Thanks for your patience and understanding. We'll keep you posted.*



Chris


----------



## cbrobin (Jan 21, 2004)

*Monarch Mountain
Update: Our mountain crew just reviewed the conditions and we are sad to report that we will NOT be opening this weekend. More snow is in the forecast, so please stay tuned. We'll try again next weekend.*


----------



## lmyers (Jun 10, 2008)

I talked with the head of lifts and a couple patrol members and they are still talking like they may try and open Sunday....depending on the weather. Forecasts are looking like the low pressure center is going to break down and we might be looking at strong westerly flow (benefits Monarch the most) Saturday afternoon and evening....keep your fingers crossed!


----------



## zipbak (Dec 3, 2007)

Looks like opening day is the 9th


----------



## lmyers (Jun 10, 2008)

Yeah...that's what I heard today. Lame, I think. I was up there today and the top of the mountain is blown clean, but everything off Garfield and Tumbelina are good to go...check the pics....plus I know quite a few employees are just sitting around waiting to start working, and quite a few ski bums are just sitting around waiting for lifts to start turning...oh well, the 9th isn't too far away.

Pano Ridge from Sleepy Hollow









Mid-Mountain seemed pretty deep









Lapping the lower mountain









My vote would be to open tomorrow and just open Garfield and Tumbelina...


----------



## zipbak (Dec 3, 2007)

Nice pix. If you want a nice tour go to CR 365 (N.Cottonwood). You can drive to Co Tr. North-TH, then a trail is broken way up the Horn Fork. The wind storms have made the trail difficult, but someone has cleared a way most of the way to the Kroenke/Horn fork split.
C'mon Snow!


----------



## lmyers (Jun 10, 2008)

zipbak said:


> Nice pix. If you want a nice tour go to CR 365 (N.Cottonwood). You can drive to Co Tr. North-TH, then a trail is broken way up the Horn Fork. The wind storms have made the trail difficult, but someone has cleared a way most of the way to the Kroenke/Horn fork split.
> C'mon Snow!


No thanks. I have skied Harvard from Horn Fork and Yale's Silver Creek Bowl down to the Northfork Cottonwood and I will likely never go back. That access is long and boring and flat....probably great for a cross-country tour...

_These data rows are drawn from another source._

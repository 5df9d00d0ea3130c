//! HTTP transport types for the host-does-IO pattern.
//!
//! # Design
//! Requests and responses are plain data. `MealClient` builds `HttpRequest`
//! values and parses `HttpResponse` values without touching the network.
//! `Transport` is the single seam where a host plugs in real I/O; the core
//! never names an HTTP library.

use crate::error::TransportError;

/// HTTP method for a request.
#[derive(Debug, Clone, Copy, PartialEq, Eq)]
pub enum HttpMethod {
    Get,
    Post,
    Put,
    Delete,
}

impl HttpMethod {
    pub const fn as_str(self) -> &'static str {
        match self {
            HttpMethod::Get => "GET",
            HttpMethod::Post => "POST",
            HttpMethod::Put => "PUT",
            HttpMethod::Delete => "DELETE",
        }
    }
}

/// An HTTP request described as plain data.
///
/// `url` is absolute, including any query string.
#[derive(Debug, Clone, PartialEq, Eq)]
pub struct HttpRequest {
    pub method: HttpMethod,
    pub url: String,
    pub headers: Vec<(String, String)>,
    pub body: Option<String>,
}

/// An HTTP response described as plain data.
#[derive(Debug, Clone, PartialEq, Eq)]
pub struct HttpResponse {
    pub status: u16,
    pub headers: Vec<(String, String)>,
    pub body: String,
}

impl HttpResponse {
    pub const fn is_success(&self) -> bool {
        self.status >= 200 && self.status <= 299
    }
}

/// Executes one request against the network.
///
/// Non-2xx statuses are a successful round-trip and must come back as an
/// `HttpResponse`; `Err` is reserved for requests that produced no response.
pub trait Transport {
    fn execute(&self, request: HttpRequest) -> Result<HttpResponse, TransportError>;
}

impl<T: Transport + ?Sized> Transport for &T {
    fn execute(&self, request: HttpRequest) -> Result<HttpResponse, TransportError> {
        (**self).execute(request)
    }
}

#[cfg(test)]
mod tests {
    use super::*;

    fn response(status: u16) -> HttpResponse {
        HttpResponse {
            status,
            headers: Vec::new(),
            body: String::new(),
        }
    }

    #[test]
    fn success_range_is_inclusive() {
        assert!(response(200).is_success());
        assert!(response(201).is_success());
        assert!(response(299).is_success());
        assert!(!response(199).is_success());
        assert!(!response(300).is_success());
        assert!(!response(404).is_success());
    }
}
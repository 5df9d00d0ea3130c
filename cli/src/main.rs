use clap::Parser;
use meal_cli::{run, Cli};
use tracing_subscriber::EnvFilter;

fn main() {
    let _ = dotenvy::dotenv();

    tracing_subscriber::fmt()
        .with_env_filter(EnvFilter::try_from_default_env().unwrap_or_else(|_| EnvFilter::new("warn")))
        .with_writer(std::io::stderr)
        .init();

    let cli = Cli::parse();

    if let Err(e) = run(cli) {
        eprintln!("Error: {e:#}");
        std::process::exit(1);
    }
}
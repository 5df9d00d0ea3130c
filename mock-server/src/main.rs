use tokio::net::TcpListener;
use tracing::info;
use tracing_subscriber::EnvFilter;

#[tokio::main]
async fn main() -> Result<(), std::io::Error> {
    tracing_subscriber::fmt()
        .with_env_filter(EnvFilter::from_default_env())
        .init();

    let port = std::env::var("PORT").unwrap_or_else(|_| "3000".to_string());
    let addr = format!("127.0.0.1:{port}");
    let listener = TcpListener::bind(&addr).await?;
    info!("listening on {addr}/Food");
    mock_server::run(listener).await
}
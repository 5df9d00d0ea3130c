//! ureq-backed `Transport`.
//!
//! Status codes come back as data (`http_status_as_error(false)`) so the
//! core decides what a 404 or 500 means.

use meal_core::{HttpMethod, HttpRequest, HttpResponse, Transport, TransportError};

pub struct UreqTransport {
    agent: ureq::Agent,
}

impl UreqTransport {
    pub fn new() -> Self {
        let agent = ureq::Agent::config_builder()
            .http_status_as_error(false)
            .build()
            .new_agent();
        Self { agent }
    }
}

impl Default for UreqTransport {
    fn default() -> Self {
        Self::new()
    }
}

impl Transport for UreqTransport {
    fn execute(&self, req: HttpRequest) -> Result<HttpResponse, TransportError> {
        let result = match (req.method, req.body) {
            (HttpMethod::Get, _) => self.agent.get(&req.url).call(),
            (HttpMethod::Delete, _) => self.agent.delete(&req.url).call(),
            (HttpMethod::Post, Some(body)) => self
                .agent
                .post(&req.url)
                .content_type("application/json")
                .send(body.as_bytes()),
            (HttpMethod::Post, None) => self.agent.post(&req.url).send_empty(),
            (HttpMethod::Put, Some(body)) => self
                .agent
                .put(&req.url)
                .content_type("application/json")
                .send(body.as_bytes()),
            (HttpMethod::Put, None) => self.agent.put(&req.url).send_empty(),
        };
        let mut response = result.map_err(|e| TransportError(e.to_string()))?;

        let status = response.status().as_u16();
        let headers = response
            .headers()
            .iter()
            .filter_map(|(name, value)| Some((name.to_string(), value.to_str().ok()?.to_string())))
            .collect();
        let body = response
            .body_mut()
            .read_to_string()
            .map_err(|e| TransportError(e.to_string()))?;

        Ok(HttpResponse { status, headers, body })
    }
}
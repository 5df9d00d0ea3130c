//! Stateless HTTP request builder and response parser for the `Food` resource.
//!
//! # Design
//! `MealClient` holds only the base URL. Each operation is split into a
//! `build_*` method that produces an `HttpRequest` and a `parse_*` method
//! that consumes an `HttpResponse`. Parsing runs wire records through
//! `transform::from_wire`, so callers only ever see `Meal`.
//!
//! Any status outside 2xx, and any body that does not decode, fails with the
//! operation's `FetchError`. The cause is logged here and dropped.

use tracing::warn;
use url::Url;

use crate::error::{ClientError, FetchError, Operation};
use crate::http::{HttpMethod, HttpRequest, HttpResponse};
use crate::transform::{from_wire, to_wire, PriceSource};
use crate::types::{Meal, MealDraft, WireMeal};

/// Public mock endpoint the catalog was built against.
pub const DEFAULT_BASE_URL: &str = "https://6852821e0594059b23cdd834.mockapi.io/Food";

/// Query parameter the store filters names on.
const NAME_FILTER: &str = "name";

/// Synchronous, stateless client for the `Food` resource.
#[derive(Debug, Clone)]
pub struct MealClient {
    base: Url,
}

impl MealClient {
    /// `base_url` is the collection URL itself, e.g. `http://host/Food`.
    pub fn new(base_url: &str) -> Result<Self, ClientError> {
        let invalid = |reason: String| ClientError::InvalidBaseUrl {
            url: base_url.to_string(),
            reason,
        };
        let base = Url::parse(base_url.trim_end_matches('/')).map_err(|e| invalid(e.to_string()))?;
        if base.cannot_be_a_base() {
            return Err(invalid("url cannot carry a path".to_string()));
        }
        Ok(Self { base })
    }

    pub fn base_url(&self) -> &str {
        self.base.as_str()
    }

    pub fn build_list(&self) -> HttpRequest {
        get(self.base.to_string())
    }

    /// `term` is sent as given; gating blank terms is the caller's job.
    pub fn build_search(&self, term: &str) -> HttpRequest {
        let mut url = self.base.clone();
        url.query_pairs_mut().append_pair(NAME_FILTER, term);
        get(url.to_string())
    }

    pub fn build_create(&self, draft: &MealDraft) -> Result<HttpRequest, FetchError> {
        Ok(HttpRequest {
            method: HttpMethod::Post,
            url: self.base.to_string(),
            headers: json_headers(),
            body: Some(encode(draft, Operation::Create)?),
        })
    }

    pub fn build_update(&self, id: &str, draft: &MealDraft) -> Result<HttpRequest, FetchError> {
        Ok(HttpRequest {
            method: HttpMethod::Put,
            url: self.member_url(id),
            headers: json_headers(),
            body: Some(encode(draft, Operation::Update)?),
        })
    }

    pub fn build_delete(&self, id: &str) -> HttpRequest {
        HttpRequest {
            method: HttpMethod::Delete,
            url: self.member_url(id),
            headers: Vec::new(),
            body: None,
        }
    }

    pub fn parse_list<P: PriceSource + ?Sized>(&self, response: HttpResponse, prices: &mut P) -> Result<Vec<Meal>, FetchError> {
        parse_many(response, prices, Operation::List)
    }

    pub fn parse_search<P: PriceSource + ?Sized>(&self, response: HttpResponse, prices: &mut P) -> Result<Vec<Meal>, FetchError> {
        parse_many(response, prices, Operation::Search)
    }

    pub fn parse_create<P: PriceSource + ?Sized>(&self, response: HttpResponse, prices: &mut P) -> Result<Meal, FetchError> {
        parse_one(response, prices, Operation::Create)
    }

    pub fn parse_update<P: PriceSource + ?Sized>(&self, response: HttpResponse, prices: &mut P) -> Result<Meal, FetchError> {
        parse_one(response, prices, Operation::Update)
    }

    /// The store echoes the deleted record; the body is ignored.
    pub fn parse_delete(&self, response: HttpResponse) -> Result<(), FetchError> {
        check_status(&response, Operation::Delete)
    }

    fn member_url(&self, id: &str) -> String {
        let mut url = self.base.clone();
        if let Ok(mut segments) = url.path_segments_mut() {
            segments.pop_if_empty().push(id);
        }
        url.to_string()
    }
}

fn get(url: String) -> HttpRequest {
    HttpRequest {
        method: HttpMethod::Get,
        url,
        headers: Vec::new(),
        body: None,
    }
}

fn json_headers() -> Vec<(String, String)> {
    vec![("content-type".to_string(), "application/json".to_string())]
}

fn encode(draft: &MealDraft, operation: Operation) -> Result<String, FetchError> {
    serde_json::to_string(&to_wire(draft)).map_err(|e| {
        warn!(operation = operation.as_str(), error = %e, "failed to encode payload");
        FetchError::new(operation)
    })
}

fn parse_many<P: PriceSource + ?Sized>(response: HttpResponse, prices: &mut P, operation: Operation) -> Result<Vec<Meal>, FetchError> {
    check_status(&response, operation)?;
    let records: Vec<WireMeal> = decode(&response.body, operation)?;
    records
        .into_iter()
        .map(|wire| convert(wire, prices, operation))
        .collect()
}

fn parse_one<P: PriceSource + ?Sized>(response: HttpResponse, prices: &mut P, operation: Operation) -> Result<Meal, FetchError> {
    check_status(&response, operation)?;
    let record: WireMeal = decode(&response.body, operation)?;
    convert(record, prices, operation)
}

fn decode<T: serde::de::DeserializeOwned>(body: &str, operation: Operation) -> Result<T, FetchError> {
    serde_json::from_str(body).map_err(|e| {
        warn!(operation = operation.as_str(), error = %e, "response body did not decode");
        FetchError::new(operation)
    })
}

fn convert<P: PriceSource + ?Sized>(wire: WireMeal, prices: &mut P, operation: Operation) -> Result<Meal, FetchError> {
    let id = wire.id.clone();
    from_wire(wire, prices).map_err(|e| {
        warn!(operation = operation.as_str(), id = %id, error = %e, "wire record rejected");
        FetchError::new(operation)
    })
}

/// Every non-2xx status is the same failure to the caller.
fn check_status(response: &HttpResponse, operation: Operation) -> Result<(), FetchError> {
    if response.is_success() {
        return Ok(());
    }
    warn!(
        operation = operation.as_str(),
        status = response.status,
        body = %response.body,
        "remote returned non-success status"
    );
    Err(FetchError::new(operation))
}
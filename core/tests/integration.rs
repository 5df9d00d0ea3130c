//! Full catalog lifecycle against the live mock server.
//!
//! # Design
//! Starts the mock server on a random port, then drives `MealService` and
//! `Dashboard` over real HTTP through a ureq-backed `Transport`. Validates
//! that request building, wire mapping and response parsing agree with the
//! server end-to-end.

use meal_core::{
    Dashboard, Field, FixedPrice, HttpMethod, HttpRequest, HttpResponse, MealClient, MealDraft, MealService,
    ModalState, NotificationLog, Operation, Restaurant, RestaurantStatus, Transport, TransportError,
};

/// Executes requests with ureq.
///
/// Disables ureq's automatic status-code-as-error behavior so 4xx/5xx
/// responses come back as data and the core decides what they mean.
struct UreqTransport {
    agent: ureq::Agent,
}

impl UreqTransport {
    fn new() -> Self {
        let agent = ureq::Agent::config_builder()
            .http_status_as_error(false)
            .build()
            .new_agent();
        Self { agent }
    }
}

impl Transport for UreqTransport {
    fn execute(&self, req: HttpRequest) -> Result<HttpResponse, TransportError> {
        let result = match (req.method, req.body) {
            (HttpMethod::Get, _) => self.agent.get(&req.url).call(),
            (HttpMethod::Delete, _) => self.agent.delete(&req.url).call(),
            (HttpMethod::Post, Some(body)) => self
                .agent
                .post(&req.url)
                .content_type("application/json")
                .send(body.as_bytes()),
            (HttpMethod::Post, None) => self.agent.post(&req.url).send_empty(),
            (HttpMethod::Put, Some(body)) => self
                .agent
                .put(&req.url)
                .content_type("application/json")
                .send(body.as_bytes()),
            (HttpMethod::Put, None) => self.agent.put(&req.url).send_empty(),
        };
        let mut response = result.map_err(|e| TransportError(e.to_string()))?;
        let status = response.status().as_u16();
        let body = response.body_mut().read_to_string().unwrap_or_default();

        Ok(HttpResponse {
            status,
            headers: Vec::new(),
            body,
        })
    }
}

/// Start the mock server on a random port and return its `Food` URL.
fn start_server() -> String {
    let std_listener = std::net::TcpListener::bind("127.0.0.1:0").unwrap();
    let addr = std_listener.local_addr().unwrap();
    std_listener.set_nonblocking(true).unwrap();

    std::thread::spawn(move || {
        let rt = tokio::runtime::Builder::new_current_thread()
            .enable_all()
            .build()
            .unwrap();
        rt.block_on(async {
            let listener = tokio::net::TcpListener::from_std(std_listener).unwrap();
            mock_server::run(listener).await
        })
        .unwrap();
    });

    format!("http://{addr}/Food")
}

fn draft(name: &str, rating: f64, status: RestaurantStatus) -> MealDraft {
    MealDraft {
        name: name.to_string(),
        price: Some(7.25),
        rating,
        image_url: format!("https://img.example/{name}.png"),
        restaurant: Restaurant {
            id: MealDraft::local_id(),
            name: "Ignored By Store".to_string(),
            logo_url: "https://img.example/logo.png".to_string(),
            status,
        },
    }
}

#[test]
fn crud_lifecycle() {
    let base = start_server();
    let client = MealClient::new(&base).unwrap();
    let mut service = MealService::new(client, UreqTransport::new(), FixedPrice(10.0));

    // Step 1: list, should be empty.
    assert!(service.list().unwrap().is_empty(), "expected empty list");

    // Step 2: create two meals.
    let soup = service
        .create(&draft("Tomato Soup", 4.5, RestaurantStatus::OpenNow))
        .unwrap();
    assert_eq!(soup.name, "Tomato Soup");
    assert_eq!(soup.rating, 4.5);
    assert_eq!(soup.price, 7.25);
    assert_eq!(soup.restaurant.status, RestaurantStatus::OpenNow);
    assert_eq!(soup.restaurant.name, format!("Restaurant {}", soup.id));

    let salad = service
        .create(&draft("Green Salad", 3.0, RestaurantStatus::Closed))
        .unwrap();
    assert_ne!(salad.id, soup.id);
    assert_eq!(salad.restaurant.status, RestaurantStatus::Closed);

    // Step 3: search by name.
    let found = service.search("soup").unwrap();
    assert_eq!(found.len(), 1);
    assert_eq!(found[0].id, soup.id);

    // Step 4: update the salad.
    let mut changed = MealDraft::from(&salad);
    changed.rating = 4.0;
    changed.restaurant.status = RestaurantStatus::OpenNow;
    let updated = service.update(&salad.id, &changed).unwrap();
    assert_eq!(updated.id, salad.id);
    assert_eq!(updated.rating, 4.0);
    assert_eq!(updated.restaurant.status, RestaurantStatus::OpenNow);

    // Step 5: delete the soup.
    service.delete(&soup.id).unwrap();

    // Step 6: delete again, the store answers 404.
    let err = service.delete(&soup.id).unwrap_err();
    assert_eq!(err.operation, Operation::Delete);

    // Step 7: update a missing meal.
    let err = service.update(&soup.id, &changed).unwrap_err();
    assert_eq!(err.operation, Operation::Update);

    // Step 8: list, only the salad remains.
    let meals = service.list().unwrap();
    assert_eq!(meals.len(), 1);
    assert_eq!(meals[0].id, salad.id);
}

#[test]
fn dashboard_round_trip() {
    let base = start_server();
    let client = MealClient::new(&base).unwrap();
    let service = MealService::new(client, UreqTransport::new(), FixedPrice(10.0));
    let mut dashboard = Dashboard::new(service, NotificationLog::default());

    dashboard.refresh().unwrap();
    assert_eq!(
        dashboard.catalog().empty_state().map(|state| state.message()),
        Some("No items available")
    );

    dashboard.open_add();
    let form = dashboard.form_mut().unwrap();
    form.set_field(Field::FoodName, "Bibimbap");
    form.set_field(Field::FoodRating, "4.4");
    form.set_field(Field::FoodImageUrl, "https://img.example/bibimbap.png");
    form.set_field(Field::RestaurantName, "Seoul Kitchen");
    form.set_field(Field::RestaurantLogoUrl, "https://img.example/seoul.png");
    let created = dashboard.confirm_save().unwrap();
    assert_eq!(created.price, 12.99);
    assert!(dashboard.catalog().meals()[0].is_new);

    dashboard.open_delete(&created.id).unwrap();
    dashboard.close();
    assert_eq!(dashboard.modal(), &ModalState::None);
    assert_eq!(dashboard.catalog().meals().len(), 1);

    dashboard.search("pizza");
    assert_eq!(
        dashboard.catalog().empty_state().map(|state| state.message()),
        Some("No meals found matching your search")
    );
    dashboard.search("");

    dashboard.open_delete(&created.id).unwrap();
    dashboard.confirm_delete().unwrap();
    assert!(dashboard.catalog().meals().is_empty());

    // A fresh load agrees with the local state.
    dashboard.refresh().unwrap();
    assert!(dashboard.catalog().meals().is_empty());

    let descriptions: Vec<&str> = dashboard
        .notifier()
        .entries()
        .iter()
        .map(|n| n.description.as_str())
        .collect();
    assert_eq!(
        descriptions,
        vec!["Meal created successfully!", "Meal deleted successfully!"]
    );
}
//! In-memory stand-in for the mockapi.io `Food` resource.
//!
//! Ids are sequential decimal strings, `createdAt` is stamped on create, and
//! `PUT` merges only the fields present in the body. Unknown ids answer 404
//! with the JSON string `"Not found"`, as the hosted service does.

use std::sync::Arc;

use axum::{
    extract::{Path, Query, State},
    http::StatusCode,
    routing::get,
    Json, Router,
};
use chrono::{SecondsFormat, Utc};
use serde::{Deserialize, Serialize};
use tokio::{net::TcpListener, sync::RwLock};
use tracing::debug;

#[derive(Clone, Debug, PartialEq, Eq, Serialize, Deserialize)]
pub struct Food {
    pub id: String,
    pub name: String,
    pub avatar: String,
    pub rating: String,
    pub open: bool,
    pub logo: String,
    #[serde(rename = "createdAt")]
    pub created_at: String,
    #[serde(default, skip_serializing_if = "Option::is_none")]
    pub price: Option<String>,
}

/// Create and update body. Every field is optional, like the hosted API.
#[derive(Debug, Default, Deserialize)]
pub struct FoodInput {
    pub name: Option<String>,
    pub avatar: Option<String>,
    pub rating: Option<String>,
    pub open: Option<bool>,
    pub logo: Option<String>,
    pub price: Option<String>,
}

#[derive(Debug, Deserialize)]
pub struct FoodQuery {
    pub name: Option<String>,
}

#[derive(Debug, Default)]
pub struct Store {
    next_id: u64,
    foods: Vec<Food>,
}

impl Store {
    pub fn insert(&mut self, input: FoodInput) -> Food {
        self.next_id += 1;
        let food = Food {
            id: self.next_id.to_string(),
            name: input.name.unwrap_or_default(),
            avatar: input.avatar.unwrap_or_default(),
            rating: input.rating.unwrap_or_else(|| "0".to_string()),
            open: input.open.unwrap_or(false),
            logo: input.logo.unwrap_or_default(),
            created_at: Utc::now().to_rfc3339_opts(SecondsFormat::Millis, true),
            price: input.price,
        };
        self.foods.push(food.clone());
        food
    }

    fn position(&self, id: &str) -> Option<usize> {
        self.foods.iter().position(|food| food.id == id)
    }
}

pub type Db = Arc<RwLock<Store>>;

type NotFound = (StatusCode, Json<&'static str>);

const NOT_FOUND: NotFound = (StatusCode::NOT_FOUND, Json("Not found"));

pub fn app() -> Router {
    app_with(Store::default())
}

/// Router over a pre-populated store.
pub fn app_with(store: Store) -> Router {
    let db: Db = Arc::new(RwLock::new(store));
    Router::new()
        .route("/Food", get(list_foods).post(create_food))
        .route("/Food/{id}", get(get_food).put(update_food).delete(delete_food))
        .with_state(db)
}

pub async fn run(listener: TcpListener) -> Result<(), std::io::Error> {
    axum::serve(listener, app()).await
}

async fn list_foods(State(db): State<Db>, Query(query): Query<FoodQuery>) -> Json<Vec<Food>> {
    let store = db.read().await;
    let needle = query.name.map(|name| name.to_lowercase());
    let foods = store
        .foods
        .iter()
        .filter(|food| match &needle {
            Some(needle) => food.name.to_lowercase().contains(needle.as_str()),
            None => true,
        })
        .cloned()
        .collect();
    Json(foods)
}

async fn create_food(State(db): State<Db>, Json(input): Json<FoodInput>) -> (StatusCode, Json<Food>) {
    let food = db.write().await.insert(input);
    debug!(id = %food.id, "food created");
    (StatusCode::CREATED, Json(food))
}

async fn get_food(State(db): State<Db>, Path(id): Path<String>) -> Result<Json<Food>, NotFound> {
    let store = db.read().await;
    let index = store.position(&id).ok_or(NOT_FOUND)?;
    Ok(Json(store.foods[index].clone()))
}

async fn update_food(
    State(db): State<Db>,
    Path(id): Path<String>,
    Json(input): Json<FoodInput>,
) -> Result<Json<Food>, NotFound> {
    let mut store = db.write().await;
    let index = store.position(&id).ok_or(NOT_FOUND)?;
    let food = &mut store.foods[index];
    if let Some(name) = input.name {
        food.name = name;
    }
    if let Some(avatar) = input.avatar {
        food.avatar = avatar;
    }
    if let Some(rating) = input.rating {
        food.rating = rating;
    }
    if let Some(open) = input.open {
        food.open = open;
    }
    if let Some(logo) = input.logo {
        food.logo = logo;
    }
    if let Some(price) = input.price {
        food.price = Some(price);
    }
    debug!(id = %food.id, "food updated");
    Ok(Json(food.clone()))
}

async fn delete_food(State(db): State<Db>, Path(id): Path<String>) -> Result<Json<Food>, NotFound> {
    let mut store = db.write().await;
    let index = store.position(&id).ok_or(NOT_FOUND)?;
    let food = store.foods.remove(index);
    debug!(id = %food.id, "food deleted");
    Ok(Json(food))
}
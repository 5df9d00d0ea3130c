use axum::http::{self, Request, StatusCode};
use http_body_util::BodyExt;
use mock_server::{app, app_with, Food, FoodInput, Store};
use tower::ServiceExt;

async fn body_json<T: serde::de::DeserializeOwned>(response: axum::response::Response) -> T {
    let bytes = response.into_body().collect().await.unwrap().to_bytes();
    serde_json::from_slice(&bytes).unwrap()
}

async fn body_bytes(response: axum::response::Response) -> bytes::Bytes {
    response.into_body().collect().await.unwrap().to_bytes()
}

fn json_request(method: &str, uri: &str, body: &str) -> Request<String> {
    Request::builder()
        .method(method)
        .uri(uri)
        .header(http::header::CONTENT_TYPE, "application/json")
        .body(body.to_string())
        .unwrap()
}

fn empty_request(method: &str, uri: &str) -> Request<String> {
    Request::builder()
        .method(method)
        .uri(uri)
        .body(String::new())
        .unwrap()
}

fn seeded(names: &[&str]) -> Store {
    let mut store = Store::default();
    for name in names {
        store.insert(FoodInput {
            name: Some(name.to_string()),
            rating: Some("4".to_string()),
            open: Some(true),
            ..FoodInput::default()
        });
    }
    store
}

// --- list ---

#[tokio::test]
async fn list_foods_empty() {
    let resp = app().oneshot(empty_request("GET", "/Food")).await.unwrap();

    assert_eq!(resp.status(), StatusCode::OK);
    let foods: Vec<Food> = body_json(resp).await;
    assert!(foods.is_empty());
}

#[tokio::test]
async fn list_foods_keeps_insertion_order() {
    let app = app_with(seeded(&["Soup", "Salad", "Stew"]));
    let resp = app.oneshot(empty_request("GET", "/Food")).await.unwrap();

    let foods: Vec<Food> = body_json(resp).await;
    let names: Vec<&str> = foods.iter().map(|food| food.name.as_str()).collect();
    assert_eq!(names, vec!["Soup", "Salad", "Stew"]);
}

// --- search ---

#[tokio::test]
async fn name_filter_is_case_insensitive_substring() {
    let app = app_with(seeded(&["Tomato Soup", "Green Salad", "Miso soup"]));
    let resp = app
        .oneshot(empty_request("GET", "/Food?name=SOUP"))
        .await
        .unwrap();

    assert_eq!(resp.status(), StatusCode::OK);
    let foods: Vec<Food> = body_json(resp).await;
    let names: Vec<&str> = foods.iter().map(|food| food.name.as_str()).collect();
    assert_eq!(names, vec!["Tomato Soup", "Miso soup"]);
}

#[tokio::test]
async fn name_filter_without_matches_is_empty() {
    let app = app_with(seeded(&["Soup"]));
    let resp = app
        .oneshot(empty_request("GET", "/Food?name=pizza"))
        .await
        .unwrap();

    assert_eq!(resp.status(), StatusCode::OK);
    let foods: Vec<Food> = body_json(resp).await;
    assert!(foods.is_empty());
}

// --- create ---

#[tokio::test]
async fn create_food_returns_201() {
    let resp = app()
        .oneshot(json_request(
            "POST",
            "/Food",
            r#"{"name":"Pho","avatar":"a","rating":"4.5","open":true,"logo":"l","price":"11"}"#,
        ))
        .await
        .unwrap();

    assert_eq!(resp.status(), StatusCode::CREATED);
    let food: Food = body_json(resp).await;
    assert_eq!(food.id, "1");
    assert_eq!(food.name, "Pho");
    assert_eq!(food.price.as_deref(), Some("11"));
    assert!(!food.created_at.is_empty());
}

#[tokio::test]
async fn create_food_malformed_json_returns_422() {
    let resp = app()
        .oneshot(json_request("POST", "/Food", r#"{"open":"yes"}"#))
        .await
        .unwrap();

    assert_eq!(resp.status(), StatusCode::UNPROCESSABLE_ENTITY);
}

// --- get / update / delete ---

#[tokio::test]
async fn get_food_not_found() {
    let resp = app().oneshot(empty_request("GET", "/Food/42")).await.unwrap();

    assert_eq!(resp.status(), StatusCode::NOT_FOUND);
    let body: String = body_json(resp).await;
    assert_eq!(body, "Not found");
}

#[tokio::test]
async fn update_food_not_found() {
    let resp = app()
        .oneshot(json_request("PUT", "/Food/42", r#"{"name":"Nope"}"#))
        .await
        .unwrap();

    assert_eq!(resp.status(), StatusCode::NOT_FOUND);
}

#[tokio::test]
async fn delete_food_not_found() {
    let resp = app()
        .oneshot(empty_request("DELETE", "/Food/42"))
        .await
        .unwrap();

    assert_eq!(resp.status(), StatusCode::NOT_FOUND);
}

// --- full CRUD lifecycle ---

#[tokio::test]
async fn crud_lifecycle() {
    use tower::Service;

    let mut app = app().into_service();

    // create
    let resp = ServiceExt::ready(&mut app)
        .await
        .unwrap()
        .call(json_request(
            "POST",
            "/Food",
            r#"{"name":"Ramen","avatar":"a","rating":"4","open":false,"logo":"l"}"#,
        ))
        .await
        .unwrap();
    assert_eq!(resp.status(), StatusCode::CREATED);
    let created: Food = body_json(resp).await;
    let id = created.id.clone();

    // update: only rating and open, the rest stays
    let resp = ServiceExt::ready(&mut app)
        .await
        .unwrap()
        .call(json_request(
            "PUT",
            &format!("/Food/{id}"),
            r#"{"rating":"4.9","open":true}"#,
        ))
        .await
        .unwrap();
    assert_eq!(resp.status(), StatusCode::OK);
    let updated: Food = body_json(resp).await;
    assert_eq!(updated.name, "Ramen");
    assert_eq!(updated.rating, "4.9");
    assert!(updated.open);
    assert_eq!(updated.created_at, created.created_at);

    // get
    let resp = ServiceExt::ready(&mut app)
        .await
        .unwrap()
        .call(empty_request("GET", &format!("/Food/{id}")))
        .await
        .unwrap();
    assert_eq!(resp.status(), StatusCode::OK);
    let fetched: Food = body_json(resp).await;
    assert_eq!(fetched, updated);

    // delete echoes the removed record
    let resp = ServiceExt::ready(&mut app)
        .await
        .unwrap()
        .call(empty_request("DELETE", &format!("/Food/{id}")))
        .await
        .unwrap();
    assert_eq!(resp.status(), StatusCode::OK);
    let removed: Food = body_json(resp).await;
    assert_eq!(removed.id, id);

    // delete again: 404
    let resp = ServiceExt::ready(&mut app)
        .await
        .unwrap()
        .call(empty_request("DELETE", &format!("/Food/{id}")))
        .await
        .unwrap();
    assert_eq!(resp.status(), StatusCode::NOT_FOUND);
    assert!(!body_bytes(resp).await.is_empty());

    // list after delete: empty
    let resp = ServiceExt::ready(&mut app)
        .await
        .unwrap()
        .call(empty_request("GET", "/Food"))
        .await
        .unwrap();
    let foods: Vec<Food> = body_json(resp).await;
    assert!(foods.is_empty());
}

Just got back from Wolf Creek, 35" in the last couple days made for incredible skiing. It was one of those days where you didn't want to venture too far into the trees unless they were nice and steep.

Monarch has plenty of snow now. They are debating waiting until Friday because of the economic aspect of more people showing up for opening day = more $....Eric (their facebook administrator) says they will release more information regarding opening either later tonight or tomorrow.

Edit: word is opening will be Thursday


----------



## one_elk (Jun 10, 2005)

*Monarch Mountain will begin it's 72nd ski season on Thursday, December 8th 2011. This weekend's storm left behind almost 20" of new snow and Monarch is now reporting a 22 inch mid mountain base depth. Monarch will open 20 runs on Thursday served by the Pioneer, Tumbelina, and new Caterpillar lifts. The area will have crews out this week to ...*


----------



## zipbak (Dec 3, 2007)

Its official. Thursday opening


----------